§ What is needed: Return the run of lines below that opens with the line containing "let err = generate_document(&options, &config).unwrap_err();" and closes with the line containing "it name its", keeping each one exact.

Stored items
══════════════════════════════
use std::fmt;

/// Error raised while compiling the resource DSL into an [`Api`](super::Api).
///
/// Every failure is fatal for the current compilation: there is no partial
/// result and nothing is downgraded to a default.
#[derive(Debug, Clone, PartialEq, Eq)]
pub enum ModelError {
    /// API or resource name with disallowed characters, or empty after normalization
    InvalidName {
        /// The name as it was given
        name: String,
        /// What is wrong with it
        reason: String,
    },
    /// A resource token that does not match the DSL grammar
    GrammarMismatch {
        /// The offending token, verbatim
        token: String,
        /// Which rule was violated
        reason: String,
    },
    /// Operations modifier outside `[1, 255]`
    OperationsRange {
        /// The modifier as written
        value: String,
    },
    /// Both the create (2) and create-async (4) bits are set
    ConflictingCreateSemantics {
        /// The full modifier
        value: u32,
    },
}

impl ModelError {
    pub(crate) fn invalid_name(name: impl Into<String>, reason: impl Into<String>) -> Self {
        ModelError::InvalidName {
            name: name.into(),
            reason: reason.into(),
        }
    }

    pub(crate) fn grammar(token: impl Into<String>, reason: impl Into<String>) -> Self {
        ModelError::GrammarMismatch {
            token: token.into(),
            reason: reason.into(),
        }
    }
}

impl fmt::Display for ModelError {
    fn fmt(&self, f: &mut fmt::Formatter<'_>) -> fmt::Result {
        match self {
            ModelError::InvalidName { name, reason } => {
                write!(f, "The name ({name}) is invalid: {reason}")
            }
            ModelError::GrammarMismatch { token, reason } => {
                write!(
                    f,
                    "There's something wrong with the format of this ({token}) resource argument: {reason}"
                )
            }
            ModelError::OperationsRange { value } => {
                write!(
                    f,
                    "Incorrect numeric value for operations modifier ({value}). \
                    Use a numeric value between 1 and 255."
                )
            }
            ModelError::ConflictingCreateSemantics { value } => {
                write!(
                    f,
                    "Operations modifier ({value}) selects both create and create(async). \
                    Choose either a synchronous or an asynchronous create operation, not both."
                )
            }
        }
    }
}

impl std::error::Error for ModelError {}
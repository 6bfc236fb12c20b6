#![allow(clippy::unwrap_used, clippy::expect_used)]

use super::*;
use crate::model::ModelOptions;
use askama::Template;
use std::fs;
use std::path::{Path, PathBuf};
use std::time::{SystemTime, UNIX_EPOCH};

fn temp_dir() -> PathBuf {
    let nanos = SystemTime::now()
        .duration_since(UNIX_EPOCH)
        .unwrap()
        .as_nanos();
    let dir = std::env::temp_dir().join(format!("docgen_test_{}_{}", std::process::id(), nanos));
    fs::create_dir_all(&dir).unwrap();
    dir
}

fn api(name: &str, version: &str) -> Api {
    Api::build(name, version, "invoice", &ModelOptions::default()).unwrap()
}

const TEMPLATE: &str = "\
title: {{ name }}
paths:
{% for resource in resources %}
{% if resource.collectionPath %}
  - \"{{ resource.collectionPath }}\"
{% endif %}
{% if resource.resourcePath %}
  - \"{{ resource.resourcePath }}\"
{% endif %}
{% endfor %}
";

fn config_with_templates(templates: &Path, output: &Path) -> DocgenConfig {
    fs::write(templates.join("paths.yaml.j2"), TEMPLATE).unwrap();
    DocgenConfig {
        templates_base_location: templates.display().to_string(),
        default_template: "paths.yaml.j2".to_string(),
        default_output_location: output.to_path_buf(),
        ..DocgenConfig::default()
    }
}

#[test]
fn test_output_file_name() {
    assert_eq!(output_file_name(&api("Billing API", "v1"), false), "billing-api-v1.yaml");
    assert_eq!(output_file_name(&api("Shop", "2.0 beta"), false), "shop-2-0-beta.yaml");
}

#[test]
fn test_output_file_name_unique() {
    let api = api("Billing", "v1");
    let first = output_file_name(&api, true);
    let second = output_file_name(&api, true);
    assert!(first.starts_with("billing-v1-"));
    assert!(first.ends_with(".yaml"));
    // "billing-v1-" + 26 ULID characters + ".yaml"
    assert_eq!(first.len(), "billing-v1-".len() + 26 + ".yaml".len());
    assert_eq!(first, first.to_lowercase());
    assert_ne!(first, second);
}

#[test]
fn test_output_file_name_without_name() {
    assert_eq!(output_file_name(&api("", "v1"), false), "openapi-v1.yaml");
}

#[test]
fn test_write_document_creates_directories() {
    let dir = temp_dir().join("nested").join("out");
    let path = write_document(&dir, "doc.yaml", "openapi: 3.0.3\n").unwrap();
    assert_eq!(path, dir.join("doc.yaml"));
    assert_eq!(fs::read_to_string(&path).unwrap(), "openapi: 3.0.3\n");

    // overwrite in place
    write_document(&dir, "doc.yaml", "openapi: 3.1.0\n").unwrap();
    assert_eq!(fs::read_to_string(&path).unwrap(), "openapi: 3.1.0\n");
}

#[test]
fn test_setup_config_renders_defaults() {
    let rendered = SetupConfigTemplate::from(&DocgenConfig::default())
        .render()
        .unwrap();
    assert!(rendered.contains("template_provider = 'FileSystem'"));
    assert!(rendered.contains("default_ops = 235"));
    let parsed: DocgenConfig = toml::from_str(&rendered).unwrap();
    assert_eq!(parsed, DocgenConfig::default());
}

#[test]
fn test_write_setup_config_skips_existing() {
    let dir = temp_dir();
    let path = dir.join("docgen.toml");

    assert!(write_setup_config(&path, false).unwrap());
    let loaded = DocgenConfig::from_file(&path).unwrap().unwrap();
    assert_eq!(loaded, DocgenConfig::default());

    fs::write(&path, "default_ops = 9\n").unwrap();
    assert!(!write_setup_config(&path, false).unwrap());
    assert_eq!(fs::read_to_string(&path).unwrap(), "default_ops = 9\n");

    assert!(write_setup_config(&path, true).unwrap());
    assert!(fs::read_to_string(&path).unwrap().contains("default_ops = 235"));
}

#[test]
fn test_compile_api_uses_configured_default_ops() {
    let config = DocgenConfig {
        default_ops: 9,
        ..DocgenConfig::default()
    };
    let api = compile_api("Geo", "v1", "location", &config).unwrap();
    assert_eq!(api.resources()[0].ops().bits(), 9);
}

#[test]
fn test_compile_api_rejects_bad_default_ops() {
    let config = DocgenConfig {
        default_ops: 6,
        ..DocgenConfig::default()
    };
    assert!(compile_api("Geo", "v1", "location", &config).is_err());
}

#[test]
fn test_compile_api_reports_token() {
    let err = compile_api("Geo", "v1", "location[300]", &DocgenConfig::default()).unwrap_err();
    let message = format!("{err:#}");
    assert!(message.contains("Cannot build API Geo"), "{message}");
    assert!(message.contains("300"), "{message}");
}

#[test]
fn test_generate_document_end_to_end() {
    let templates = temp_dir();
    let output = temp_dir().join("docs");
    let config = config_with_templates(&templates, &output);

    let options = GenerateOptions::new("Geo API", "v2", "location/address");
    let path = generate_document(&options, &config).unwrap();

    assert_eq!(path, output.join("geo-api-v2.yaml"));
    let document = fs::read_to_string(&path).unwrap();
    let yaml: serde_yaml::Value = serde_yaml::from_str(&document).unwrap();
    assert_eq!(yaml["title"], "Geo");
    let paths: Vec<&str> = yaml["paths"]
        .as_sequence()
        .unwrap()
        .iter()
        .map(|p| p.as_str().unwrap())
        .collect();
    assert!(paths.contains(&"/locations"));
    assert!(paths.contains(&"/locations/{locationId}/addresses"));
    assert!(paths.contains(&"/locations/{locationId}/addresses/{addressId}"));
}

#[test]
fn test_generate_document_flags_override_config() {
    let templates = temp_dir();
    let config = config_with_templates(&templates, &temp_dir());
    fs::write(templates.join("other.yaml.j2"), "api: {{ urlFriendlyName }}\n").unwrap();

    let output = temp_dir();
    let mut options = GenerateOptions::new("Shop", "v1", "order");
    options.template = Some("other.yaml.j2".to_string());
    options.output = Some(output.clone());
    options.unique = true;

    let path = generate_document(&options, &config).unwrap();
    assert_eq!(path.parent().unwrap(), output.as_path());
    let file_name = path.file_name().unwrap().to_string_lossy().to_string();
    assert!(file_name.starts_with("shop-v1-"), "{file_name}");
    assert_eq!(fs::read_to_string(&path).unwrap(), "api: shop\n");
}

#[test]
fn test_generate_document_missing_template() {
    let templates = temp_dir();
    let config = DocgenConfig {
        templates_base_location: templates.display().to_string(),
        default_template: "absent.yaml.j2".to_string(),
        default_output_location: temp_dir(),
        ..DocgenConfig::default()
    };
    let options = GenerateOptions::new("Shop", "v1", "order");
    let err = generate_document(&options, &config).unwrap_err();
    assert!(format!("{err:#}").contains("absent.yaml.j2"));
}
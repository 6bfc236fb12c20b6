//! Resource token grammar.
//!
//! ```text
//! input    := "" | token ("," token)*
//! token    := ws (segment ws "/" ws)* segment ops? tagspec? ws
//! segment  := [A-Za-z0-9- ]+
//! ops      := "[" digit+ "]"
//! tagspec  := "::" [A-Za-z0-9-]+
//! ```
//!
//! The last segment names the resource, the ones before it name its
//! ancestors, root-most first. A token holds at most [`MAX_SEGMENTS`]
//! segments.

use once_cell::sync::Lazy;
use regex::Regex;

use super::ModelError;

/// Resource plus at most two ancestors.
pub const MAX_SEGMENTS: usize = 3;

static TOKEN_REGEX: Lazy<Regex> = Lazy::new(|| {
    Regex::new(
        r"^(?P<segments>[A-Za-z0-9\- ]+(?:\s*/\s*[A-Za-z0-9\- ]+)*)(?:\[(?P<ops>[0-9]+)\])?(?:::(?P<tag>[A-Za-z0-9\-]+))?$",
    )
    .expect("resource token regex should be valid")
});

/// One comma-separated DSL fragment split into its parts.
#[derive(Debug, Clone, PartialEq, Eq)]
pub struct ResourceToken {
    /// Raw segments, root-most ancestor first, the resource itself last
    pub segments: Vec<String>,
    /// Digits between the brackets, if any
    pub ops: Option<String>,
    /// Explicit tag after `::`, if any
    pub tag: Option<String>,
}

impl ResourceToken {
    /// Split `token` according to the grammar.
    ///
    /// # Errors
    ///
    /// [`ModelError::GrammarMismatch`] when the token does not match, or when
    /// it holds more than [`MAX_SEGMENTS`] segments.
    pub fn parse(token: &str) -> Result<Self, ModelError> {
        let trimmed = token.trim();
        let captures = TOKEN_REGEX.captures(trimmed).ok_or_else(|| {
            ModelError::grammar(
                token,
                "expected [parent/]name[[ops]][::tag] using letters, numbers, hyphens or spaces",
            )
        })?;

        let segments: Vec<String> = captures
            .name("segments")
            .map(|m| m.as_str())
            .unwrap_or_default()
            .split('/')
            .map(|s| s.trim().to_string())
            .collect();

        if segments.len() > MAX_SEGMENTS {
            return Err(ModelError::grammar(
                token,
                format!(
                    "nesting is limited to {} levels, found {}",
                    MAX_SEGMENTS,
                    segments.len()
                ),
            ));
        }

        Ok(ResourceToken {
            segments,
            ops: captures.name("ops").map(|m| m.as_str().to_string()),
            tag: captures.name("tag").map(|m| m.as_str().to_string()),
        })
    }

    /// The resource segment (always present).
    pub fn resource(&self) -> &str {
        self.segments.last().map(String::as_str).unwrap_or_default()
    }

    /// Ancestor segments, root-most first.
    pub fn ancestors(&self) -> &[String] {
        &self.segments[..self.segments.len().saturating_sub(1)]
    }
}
══════════════════════════════
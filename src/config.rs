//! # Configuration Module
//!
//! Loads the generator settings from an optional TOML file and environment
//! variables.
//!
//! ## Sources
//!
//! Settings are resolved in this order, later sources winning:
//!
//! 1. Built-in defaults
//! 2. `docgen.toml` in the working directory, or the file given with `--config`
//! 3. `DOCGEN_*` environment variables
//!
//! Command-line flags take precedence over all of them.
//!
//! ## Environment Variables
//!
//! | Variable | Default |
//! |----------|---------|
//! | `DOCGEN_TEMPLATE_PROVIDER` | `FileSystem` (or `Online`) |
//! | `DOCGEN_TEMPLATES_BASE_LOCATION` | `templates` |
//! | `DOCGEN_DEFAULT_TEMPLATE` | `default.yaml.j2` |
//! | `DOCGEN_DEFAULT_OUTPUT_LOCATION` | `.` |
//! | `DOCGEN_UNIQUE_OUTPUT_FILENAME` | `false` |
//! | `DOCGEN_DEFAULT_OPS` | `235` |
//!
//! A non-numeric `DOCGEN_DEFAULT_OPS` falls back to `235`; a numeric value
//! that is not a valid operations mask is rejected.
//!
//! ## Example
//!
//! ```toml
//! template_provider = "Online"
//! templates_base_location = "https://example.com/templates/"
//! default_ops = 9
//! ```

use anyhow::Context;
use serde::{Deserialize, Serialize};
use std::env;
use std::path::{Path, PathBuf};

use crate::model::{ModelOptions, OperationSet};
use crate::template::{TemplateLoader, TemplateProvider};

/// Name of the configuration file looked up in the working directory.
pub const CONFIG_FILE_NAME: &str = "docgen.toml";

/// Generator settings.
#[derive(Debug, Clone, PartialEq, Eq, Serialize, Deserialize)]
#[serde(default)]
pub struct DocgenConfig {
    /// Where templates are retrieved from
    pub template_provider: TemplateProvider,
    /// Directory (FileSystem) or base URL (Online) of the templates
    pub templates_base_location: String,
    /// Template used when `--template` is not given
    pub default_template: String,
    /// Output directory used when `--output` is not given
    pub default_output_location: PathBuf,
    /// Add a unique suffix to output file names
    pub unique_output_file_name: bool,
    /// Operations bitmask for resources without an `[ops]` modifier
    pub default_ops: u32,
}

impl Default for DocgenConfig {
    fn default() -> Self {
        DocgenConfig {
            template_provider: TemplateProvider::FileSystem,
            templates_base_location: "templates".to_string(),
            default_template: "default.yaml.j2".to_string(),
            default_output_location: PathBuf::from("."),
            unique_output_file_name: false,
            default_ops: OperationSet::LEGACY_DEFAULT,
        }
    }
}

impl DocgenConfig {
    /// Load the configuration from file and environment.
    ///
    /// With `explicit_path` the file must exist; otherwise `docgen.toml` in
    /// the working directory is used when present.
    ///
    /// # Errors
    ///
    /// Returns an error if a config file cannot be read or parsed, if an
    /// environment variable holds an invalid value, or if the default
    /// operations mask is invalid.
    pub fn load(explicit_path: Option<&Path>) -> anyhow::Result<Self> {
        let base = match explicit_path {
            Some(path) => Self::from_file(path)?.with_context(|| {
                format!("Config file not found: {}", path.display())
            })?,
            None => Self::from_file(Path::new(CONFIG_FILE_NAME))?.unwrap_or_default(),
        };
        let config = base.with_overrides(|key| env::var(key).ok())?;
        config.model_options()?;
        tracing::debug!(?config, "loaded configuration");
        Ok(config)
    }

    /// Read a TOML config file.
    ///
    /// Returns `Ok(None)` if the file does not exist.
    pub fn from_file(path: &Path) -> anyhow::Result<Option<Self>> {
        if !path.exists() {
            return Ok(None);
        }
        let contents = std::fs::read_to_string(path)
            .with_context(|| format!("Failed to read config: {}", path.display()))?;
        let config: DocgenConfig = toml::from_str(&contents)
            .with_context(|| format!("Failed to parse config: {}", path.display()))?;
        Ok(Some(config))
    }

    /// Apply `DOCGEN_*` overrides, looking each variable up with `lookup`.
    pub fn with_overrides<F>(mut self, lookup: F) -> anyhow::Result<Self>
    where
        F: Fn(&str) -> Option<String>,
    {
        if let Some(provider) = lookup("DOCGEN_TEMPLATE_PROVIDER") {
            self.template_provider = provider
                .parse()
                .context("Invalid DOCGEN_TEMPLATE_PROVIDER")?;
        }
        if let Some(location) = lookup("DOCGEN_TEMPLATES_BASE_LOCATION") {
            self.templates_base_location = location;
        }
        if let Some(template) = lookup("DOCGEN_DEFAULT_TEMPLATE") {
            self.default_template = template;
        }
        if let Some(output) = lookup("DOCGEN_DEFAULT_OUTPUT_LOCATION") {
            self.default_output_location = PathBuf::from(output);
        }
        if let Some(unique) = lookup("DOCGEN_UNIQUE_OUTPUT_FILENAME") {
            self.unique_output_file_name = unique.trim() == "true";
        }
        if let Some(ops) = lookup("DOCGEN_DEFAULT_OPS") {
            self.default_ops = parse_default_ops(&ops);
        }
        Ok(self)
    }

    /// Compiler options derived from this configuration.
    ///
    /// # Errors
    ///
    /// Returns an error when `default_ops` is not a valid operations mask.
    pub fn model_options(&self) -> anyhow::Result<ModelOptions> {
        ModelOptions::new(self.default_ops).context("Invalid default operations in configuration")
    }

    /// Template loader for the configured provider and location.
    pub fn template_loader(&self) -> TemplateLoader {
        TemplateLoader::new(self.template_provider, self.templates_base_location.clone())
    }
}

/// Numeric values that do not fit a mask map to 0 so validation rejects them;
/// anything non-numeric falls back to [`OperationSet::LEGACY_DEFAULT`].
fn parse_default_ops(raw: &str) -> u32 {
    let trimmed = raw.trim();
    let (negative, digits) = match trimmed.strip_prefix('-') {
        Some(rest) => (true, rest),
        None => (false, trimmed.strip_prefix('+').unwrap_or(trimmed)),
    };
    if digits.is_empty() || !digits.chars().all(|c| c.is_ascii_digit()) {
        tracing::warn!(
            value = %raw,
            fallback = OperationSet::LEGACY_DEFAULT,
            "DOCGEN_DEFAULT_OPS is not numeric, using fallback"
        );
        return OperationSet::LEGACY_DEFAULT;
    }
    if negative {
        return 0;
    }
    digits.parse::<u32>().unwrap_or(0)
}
══════════════════════════════
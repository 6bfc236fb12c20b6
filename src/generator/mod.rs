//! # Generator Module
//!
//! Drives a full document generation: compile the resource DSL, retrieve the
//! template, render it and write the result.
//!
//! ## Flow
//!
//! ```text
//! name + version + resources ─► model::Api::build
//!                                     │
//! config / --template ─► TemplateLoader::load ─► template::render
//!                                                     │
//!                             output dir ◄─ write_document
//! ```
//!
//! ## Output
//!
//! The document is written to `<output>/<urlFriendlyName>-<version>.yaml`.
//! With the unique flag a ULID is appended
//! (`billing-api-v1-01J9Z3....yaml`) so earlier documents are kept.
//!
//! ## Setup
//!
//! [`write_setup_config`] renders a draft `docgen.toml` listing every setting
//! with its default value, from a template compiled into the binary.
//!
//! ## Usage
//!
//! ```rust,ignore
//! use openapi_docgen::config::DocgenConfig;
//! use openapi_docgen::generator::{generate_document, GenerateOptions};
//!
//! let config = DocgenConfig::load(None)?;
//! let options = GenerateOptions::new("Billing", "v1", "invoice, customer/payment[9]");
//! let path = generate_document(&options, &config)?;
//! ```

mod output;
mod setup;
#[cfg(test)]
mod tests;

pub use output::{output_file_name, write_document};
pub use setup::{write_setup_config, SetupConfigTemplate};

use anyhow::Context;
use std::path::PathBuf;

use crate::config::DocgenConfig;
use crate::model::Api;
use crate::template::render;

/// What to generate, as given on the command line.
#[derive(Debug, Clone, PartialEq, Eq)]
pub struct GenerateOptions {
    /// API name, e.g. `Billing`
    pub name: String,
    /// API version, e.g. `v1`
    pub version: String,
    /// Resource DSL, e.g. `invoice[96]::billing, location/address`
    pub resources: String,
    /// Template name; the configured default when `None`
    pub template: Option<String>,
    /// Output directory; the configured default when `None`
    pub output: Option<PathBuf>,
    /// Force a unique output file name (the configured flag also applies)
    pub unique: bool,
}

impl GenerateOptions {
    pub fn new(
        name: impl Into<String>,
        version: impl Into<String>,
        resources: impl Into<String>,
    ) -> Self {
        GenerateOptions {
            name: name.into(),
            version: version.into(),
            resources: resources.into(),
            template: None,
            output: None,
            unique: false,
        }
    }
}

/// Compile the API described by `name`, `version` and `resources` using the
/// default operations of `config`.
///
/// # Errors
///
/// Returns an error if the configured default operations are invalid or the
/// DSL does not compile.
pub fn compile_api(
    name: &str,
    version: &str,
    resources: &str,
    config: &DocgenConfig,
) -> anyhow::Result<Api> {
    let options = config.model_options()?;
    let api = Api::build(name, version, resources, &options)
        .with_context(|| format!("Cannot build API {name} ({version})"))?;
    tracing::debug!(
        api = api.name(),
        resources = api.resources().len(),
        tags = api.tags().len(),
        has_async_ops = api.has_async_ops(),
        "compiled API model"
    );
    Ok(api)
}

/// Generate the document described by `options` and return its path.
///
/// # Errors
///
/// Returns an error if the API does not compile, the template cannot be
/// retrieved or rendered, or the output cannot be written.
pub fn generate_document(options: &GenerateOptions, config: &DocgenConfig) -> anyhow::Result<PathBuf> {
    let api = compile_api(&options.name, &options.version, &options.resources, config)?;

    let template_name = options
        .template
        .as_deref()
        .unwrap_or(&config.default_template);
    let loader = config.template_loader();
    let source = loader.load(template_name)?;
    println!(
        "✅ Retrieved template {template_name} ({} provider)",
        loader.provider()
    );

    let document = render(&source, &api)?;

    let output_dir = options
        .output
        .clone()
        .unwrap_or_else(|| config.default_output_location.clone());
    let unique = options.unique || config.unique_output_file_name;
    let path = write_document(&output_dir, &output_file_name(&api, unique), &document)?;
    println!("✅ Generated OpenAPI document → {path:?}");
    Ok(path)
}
══════════════════════════════
§ Answer for the task:
    let err = generate_document(&options, &config).unwrap_err();
    assert!(format!("{err:#}").contains("absent.yaml.j2"));
}
repository 6bfc236fb12c20b6
//! Resource token grammar.
//!
//! ```text
//! input    := "" | token ("," token)*
//! token    := ws (segment ws "/" ws)* segment ops? tagspec? ws
//! segment  := [A-Za-z0-9- ]+
//! ops      := "[" digit+ "]"
//! tagspec  := "::" [A-Za-z0-9-]+
//! ```
//!
//! The last segment names the resource, the ones before it name its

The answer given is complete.